◆ **Data to use**
+ + +
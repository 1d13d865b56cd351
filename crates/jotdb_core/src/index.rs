//! One-shot field indexing.
//!
//! An index is a derived, request-scoped view: one full scan producing a
//! map from a field's stringified value to the records holding it. Nothing
//! is persisted; callers rebuild per request, which keeps the index
//! trivially consistent with concurrent writers.

use crate::error::StoreResult;
use crate::record::Record;
use crate::store::Store;
use serde_json::Value;
use std::collections::BTreeMap;

/// Stringifies a scalar value for use as an index key. Strings index under
/// their content; other scalars under their JSON rendering.
fn index_key(value: &Value) -> String {
    match value {
        Value::String(s) => s.clone(),
        other => other.to_string(),
    }
}

impl Store {
    /// Builds a mapping from each value of `field` to the records holding
    /// that value.
    ///
    /// Array-valued fields fan out: the record is filed under every
    /// element's key, which supports "all records tagged X" lookups.
    /// Records missing the field are excluded entirely — they are not
    /// filed under a null or empty key.
    pub fn index(
        &self,
        collection: &str,
        field: &str,
    ) -> StoreResult<BTreeMap<String, Vec<Record>>> {
        let mut index: BTreeMap<String, Vec<Record>> = BTreeMap::new();

        for record in self.all(collection)? {
            match record.get(field) {
                None => {}
                Some(Value::Array(items)) => {
                    for item in items {
                        index
                            .entry(index_key(item))
                            .or_default()
                            .push(record.clone());
                    }
                }
                Some(value) => {
                    let key = index_key(value);
                    index.entry(key).or_default().push(record);
                }
            }
        }

        Ok(index)
    }
}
+ + +
Working from the material above, retype exactly the lines from the one with "scan producing a" through the one with "use std::collections::BTreeMap;", both included, and only those lines.

//! An index is a derived, request-scoped view: one full scan producing a
//! map from a field's stringified value to the records holding it. Nothing
//! is persisted; callers rebuild per request, which keeps the index
//! trivially consistent with concurrent writers.

use crate::error::StoreResult;
use crate::record::Record;
use crate::store::Store;
use serde_json::Value;
use std::collections::BTreeMap;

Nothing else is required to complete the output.